I read this article in class a few days ago and felt that it'd be interesting to blog about it. A discussion between my friends and I sparked off the idea I guess. We were talking about whether or not it makes things simpler by knowing these scientific reasons behind love. You know, if it makes it easier to understand or complicates things further. Some of them believe that by knowing what it is, then it'd be easier for us to control our emotions somehow. I don't quite believe in that though, because I see it as a way to make everything even more complicated. I mean, without knowing what love really was in the past, it made it so special and delicate somehow, and it kinda makes you want to work for it. Knowing the scientific reasons behind it, you start to wonder if what you are feeling is really what you are feeling, and not just some chemical reaction in your head, equivalent to that of adding baking powder to vinegar. It's not that I doubt what I am feeling, but it's just that knowing it doesn't make things better at all, if you ask of me. Making love simpler makes people not want to work harder to make it work. If we are all going to accept that it is just some chemical reactions in our head that could be somewhat replicated in a laboratory, then what is the value in that, you know?

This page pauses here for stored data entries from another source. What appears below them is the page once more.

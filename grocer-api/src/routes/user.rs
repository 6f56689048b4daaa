/// Account endpoints
///
/// # Endpoints
///
/// - `POST /api/user/register` - Register and send the verification link
/// - `POST /api/user/verify-email` - Confirm the link code
/// - `POST /api/user/login` - Issue tokens (body and cookies)
/// - `GET  /api/user/logout` - Clear cookies and revoke the refresh token
/// - `PUT  /api/user/update-user` - Edit the caller's profile
/// - `PUT  /api/user/forgot-password` - Mail a reset OTP
/// - `PUT  /api/user/verify-forgot-password-otp` - Check the OTP
/// - `PUT  /api/user/reset-password` - Set a new password
/// - `POST /api/user/refresh-token` - Exchange the refresh token for an access token
/// - `GET  /api/user/user-details` - The caller's profile

use crate::{
    app::AppState,
    error::{ApiError, ApiResult},
    response::{ok, Envelope},
    routes::present,
};
use axum::{extract::State, http::HeaderMap, Extension, Json};
use axum_extra::extract::CookieJar;
use chrono::Utc;
use grocer_shared::{
    auth::{
        jwt::{self, Claims, TokenType},
        middleware::{
            extract_token, removal_cookie, token_cookie, AuthContext, ACCESS_TOKEN_COOKIE,
            REFRESH_TOKEN_COOKIE,
        },
        otp::{self, OtpCheck},
        password,
    },
    mail,
    models::user::{CreateUser, PublicUser, UpdateProfile, User, UserStatus},
};
use serde::{Deserialize, Serialize};
use uuid::Uuid;
use validator::Validate;

#[derive(Debug, Deserialize, Validate)]
pub struct RegisterRequest {
    #[validate(length(max = 100, message = "Name must be at most 100 characters"))]
    pub name: Option<String>,

    #[validate(email(message = "Invalid email format"))]
    pub email: Option<String>,

    #[validate(length(min = 6, message = "Password must be at least 6 characters"))]
    pub password: Option<String>,
}

#[derive(Debug, Deserialize)]
pub struct VerifyEmailRequest {
    pub code: Option<String>,
}

#[derive(Debug, Deserialize)]
pub struct LoginRequest {
    pub email: Option<String>,
    pub password: Option<String>,
}

/// Tokens returned by login and refresh
#[derive(Debug, Serialize, Deserialize)]
pub struct TokenPair {
    #[serde(rename = "accessToken")]
    pub access_token: String,

    #[serde(rename = "refreshToken", skip_serializing_if = "Option::is_none")]
    pub refresh_token: Option<String>,
}

#[derive(Debug, Default, Deserialize, Validate)]
pub struct UpdateUserRequest {
    #[validate(length(min = 1, max = 100, message = "Name must be 1-100 characters"))]
    pub name: Option<String>,

    #[validate(email(message = "Invalid email format"))]
    pub email: Option<String>,

    pub mobile: Option<String>,

    #[validate(length(min = 6, message = "Password must be at least 6 characters"))]
    pub password: Option<String>,

    #[validate(url(message = "Avatar must be a URL"))]
    pub avatar: Option<String>,
}

#[derive(Debug, Deserialize)]
pub struct ForgotPasswordRequest {
    pub email: Option<String>,
}

#[derive(Debug, Deserialize)]
pub struct VerifyOtpRequest {
    pub email: Option<String>,
    pub otp: Option<String>,
}

#[derive(Debug, Deserialize)]
pub struct ResetPasswordRequest {
    pub email: Option<String>,
    #[serde(rename = "newPassword")]
    pub new_password: Option<String>,
    #[serde(rename = "confirmPassword")]
    pub confirm_password: Option<String>,
}

/// Registers a user and mails the verification link
///
/// # Errors
///
/// - `400`: a field is missing or the email is taken
/// - `422`: malformed email or short password
pub async fn register(
    State(state): State<AppState>,
    Json(req): Json<RegisterRequest>,
) -> ApiResult<Envelope<PublicUser>> {
    let (Some(name), Some(email), Some(plain)) =
        (present(&req.name), present(&req.email), present(&req.password))
    else {
        return Err(ApiError::BadRequest("provide email, name, password".to_string()));
    };
    req.validate()?;

    if User::find_by_email(&state.db, email).await?.is_some() {
        return Err(ApiError::BadRequest("Already register email".to_string()));
    }

    let user = User::create(
        &state.db,
        CreateUser {
            name: name.to_string(),
            email: email.to_string(),
            password_hash: password::hash_password(plain)?,
        },
    )
    .await?;

    let message = mail::verify_email_message(&user.email, &user.name, &state.config.api.frontend_url, user.id);
    if let Err(e) = state.mailer.send(&message).await {
        tracing::error!(user_id = %user.id, error = %e, "Verification mail failed");
    }

    tracing::info!(user_id = %user.id, "User registered");
    Ok(ok("User register successfully", user.into()))
}

pub async fn verify_email(
    State(state): State<AppState>,
    Json(req): Json<VerifyEmailRequest>,
) -> ApiResult<Envelope<()>> {
    let user_id = present(&req.code)
        .and_then(|code| Uuid::parse_str(code).ok())
        .ok_or_else(|| ApiError::BadRequest("Invalid code".to_string()))?;

    if !User::mark_email_verified(&state.db, user_id).await? {
        return Err(ApiError::BadRequest("Invalid code".to_string()));
    }

    Ok(ok("Verify email done", ()))
}

/// Authenticates with email and password
///
/// Tokens are returned in the body and set as `accessToken` / `refreshToken`
/// cookies. The refresh token is stored on the user so logout can revoke it.
pub async fn login(
    State(state): State<AppState>,
    jar: CookieJar,
    Json(req): Json<LoginRequest>,
) -> ApiResult<(CookieJar, Envelope<TokenPair>)> {
    let (Some(email), Some(plain)) = (present(&req.email), present(&req.password)) else {
        return Err(ApiError::BadRequest("provide email, password".to_string()));
    };

    let user = User::find_by_email(&state.db, email)
        .await?
        .ok_or_else(|| ApiError::BadRequest("User not register".to_string()))?;

    if user.status() != UserStatus::Active {
        tracing::warn!(user_id = %user.id, status = %user.status, "Login refused for inactive account");
        return Err(ApiError::BadRequest("Contact to Admin".to_string()));
    }

    if !password::verify_password(plain, &user.password_hash)? {
        return Err(ApiError::BadRequest("Check your password".to_string()));
    }

    let access_token = jwt::create_token(&Claims::new(user.id, TokenType::Access), &state.keys)?;
    let refresh_token = jwt::create_token(&Claims::new(user.id, TokenType::Refresh), &state.keys)?;

    User::set_refresh_token(&state.db, user.id, Some(&refresh_token)).await?;
    User::update_last_login(&state.db, user.id).await?;

    let secure = state.secure_cookies();
    let jar = jar
        .add(token_cookie(TokenType::Access, access_token.clone(), secure))
        .add(token_cookie(TokenType::Refresh, refresh_token.clone(), secure));

    tracing::info!(user_id = %user.id, "User logged in");
    Ok((
        jar,
        ok(
            "Login successfully",
            TokenPair {
                access_token,
                refresh_token: Some(refresh_token),
            },
        ),
    ))
}

pub async fn logout(
    State(state): State<AppState>,
    Extension(auth): Extension<AuthContext>,
    jar: CookieJar,
) -> ApiResult<(CookieJar, Envelope<()>)> {
    User::set_refresh_token(&state.db, auth.user_id, None).await?;

    let jar = jar
        .remove(removal_cookie(ACCESS_TOKEN_COOKIE))
        .remove(removal_cookie(REFRESH_TOKEN_COOKIE));

    Ok((jar, ok("Logout successfully", ())))
}

/// Updates the caller's profile; a new password is re-hashed
pub async fn update_user(
    State(state): State<AppState>,
    Extension(auth): Extension<AuthContext>,
    Json(req): Json<UpdateUserRequest>,
) -> ApiResult<Envelope<PublicUser>> {
    req.validate()?;

    let password_hash = match present(&req.password) {
        Some(plain) => Some(password::hash_password(plain)?),
        None => None,
    };

    let update = UpdateProfile {
        name: present(&req.name).map(str::to_string),
        email: present(&req.email).map(str::to_string),
        mobile: present(&req.mobile).map(str::to_string),
        avatar: present(&req.avatar).map(str::to_string),
        password_hash,
    };

    let user = if update.is_empty() {
        User::find_by_id(&state.db, auth.user_id).await?
    } else {
        User::update_profile(&state.db, auth.user_id, update).await?
    };
    let user = user.ok_or_else(|| ApiError::NotFound("User not found".to_string()))?;

    Ok(ok("Updated successfully", user.into()))
}

/// Stores a fresh OTP and mails it
pub async fn forgot_password(
    State(state): State<AppState>,
    Json(req): Json<ForgotPasswordRequest>,
) -> ApiResult<Envelope<()>> {
    let email = present(&req.email).ok_or_else(|| ApiError::BadRequest("Provide email".to_string()))?;

    let user = User::find_by_email(&state.db, email)
        .await?
        .ok_or_else(|| ApiError::BadRequest("Email not available".to_string()))?;

    let code = otp::generate_otp();
    User::set_forgot_password_otp(&state.db, user.id, &code, otp::otp_expiry()).await?;

    state
        .mailer
        .send(&mail::forgot_password_message(&user.email, &user.name, &code))
        .await?;

    Ok(ok("check your email", ()))
}

pub async fn verify_forgot_password_otp(
    State(state): State<AppState>,
    Json(req): Json<VerifyOtpRequest>,
) -> ApiResult<Envelope<()>> {
    let (Some(email), Some(given)) = (present(&req.email), present(&req.otp)) else {
        return Err(ApiError::BadRequest("Provide required field email, otp.".to_string()));
    };

    let user = User::find_by_email(&state.db, email)
        .await?
        .ok_or_else(|| ApiError::BadRequest("Email not available".to_string()))?;

    match otp::check_otp(
        user.forgot_password_otp.as_deref(),
        user.forgot_password_expiry,
        given,
        Utc::now(),
    ) {
        OtpCheck::Valid => {}
        OtpCheck::Expired => return Err(ApiError::BadRequest("Otp is expired".to_string())),
        OtpCheck::Mismatch | OtpCheck::Missing => {
            return Err(ApiError::BadRequest("Invalid otp".to_string()))
        }
    }

    User::clear_forgot_password_otp(&state.db, user.id).await?;

    Ok(ok("Verify otp successfully", ()))
}

pub async fn reset_password(
    State(state): State<AppState>,
    Json(req): Json<ResetPasswordRequest>,
) -> ApiResult<Envelope<()>> {
    let (Some(email), Some(new_password), Some(confirm_password)) = (
        present(&req.email),
        present(&req.new_password),
        present(&req.confirm_password),
    ) else {
        return Err(ApiError::BadRequest(
            "provide required fields email, newPassword, confirmPassword".to_string(),
        ));
    };

    let user = User::find_by_email(&state.db, email)
        .await?
        .ok_or_else(|| ApiError::BadRequest("Email is not available".to_string()))?;

    if new_password != confirm_password {
        return Err(ApiError::BadRequest(
            "newPassword and confirmPassword must be same.".to_string(),
        ));
    }

    User::update_password(&state.db, user.id, &password::hash_password(new_password)?).await?;

    Ok(ok("Password updated successfully.", ()))
}

/// Issues a new access token
///
/// The refresh token comes from the `refreshToken` cookie or a Bearer header
/// and must match the one stored at login.
pub async fn refresh_token(
    State(state): State<AppState>,
    headers: HeaderMap,
    jar: CookieJar,
) -> ApiResult<(CookieJar, Envelope<TokenPair>)> {
    let token = extract_token(&headers, REFRESH_TOKEN_COOKIE)
        .ok_or_else(|| ApiError::Unauthorized("Invalid token".to_string()))?;

    let expired = || ApiError::Unauthorized("token is expired".to_string());

    let (access_token, claims) = jwt::refresh_access_token(&token, &state.keys).map_err(|e| {
        tracing::debug!(error = %e, "Refresh token rejected");
        expired()
    })?;

    let user = User::find_by_id(&state.db, claims.sub).await?.ok_or_else(expired)?;
    if user.refresh_token.as_deref() != Some(token.as_str()) {
        tracing::warn!(user_id = %user.id, "Refresh token does not match the stored token");
        return Err(expired());
    }

    let jar = jar.add(token_cookie(TokenType::Access, access_token.clone(), state.secure_cookies()));

    Ok((
        jar,
        ok(
            "New Access token generated",
            TokenPair {
                access_token,
                refresh_token: None,
            },
        ),
    ))
}

pub async fn user_details(
    State(state): State<AppState>,
    Extension(auth): Extension<AuthContext>,
) -> ApiResult<Envelope<PublicUser>> {
    let user = User::find_by_id(&state.db, auth.user_id)
        .await?
        .ok_or_else(|| ApiError::NotFound("User not found".to_string()))?;

    Ok(ok("user details", user.into()))
}

#[cfg(test)]
mod tests {
    use super::*;

    #[test]
    fn test_register_request_validation() {
        let req = RegisterRequest {
            name: Some("Asha".to_string()),
            email: Some("asha@example".to_string()),
            password: Some("secret1".to_string()),
        };
        assert!(req.validate().is_err());

        let req = RegisterRequest {
            email: Some("asha@example.com".to_string()),
            ..req
        };
        assert!(req.validate().is_ok());
    }

    #[test]
    fn test_update_request_ignores_absent_fields() {
        assert!(UpdateUserRequest::default().validate().is_ok());

        let req = UpdateUserRequest {
            avatar: Some("not a url".to_string()),
            ..Default::default()
        };
        assert!(req.validate().is_err());
    }

    #[test]
    fn test_token_pair_json() {
        let json = serde_json::to_value(TokenPair {
            access_token: "a".to_string(),
            refresh_token: None,
        })
        .unwrap();
        assert_eq!(json["accessToken"], "a");
        assert!(json.get("refreshToken").is_none());
    }
}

I refuse to believe that love is all about chemical reactions. I suppose I can acknowledge the fact that it helps our brains to register certain emotions. But you still need that special someone to trigger those emotions at the end of the day. You cannot grab anybody off the streets and expect that person to fall in love with you and vice versa, it just doesn't work that way all the time. I just feel that if love remains as this mythical and complexed thing in life, then it motivates me more to discover it, to maintain it, to hold it more delicately, and with care. Knowing that it is just the brain at work cheapens its value, and it makes you incompetent somehow. It is as if you'd just let the brain do all the work, all the hormones to be fired up. Just leave it to the touching and the hugging, the hormones will work their magic. What about the connection that you build with your partner, or with your friends? What about the kind of love that isn't romantic in nature, but between friends and family? The article almost never talks about those kind of love, perhaps science isn't big enough to answer all of life's questions?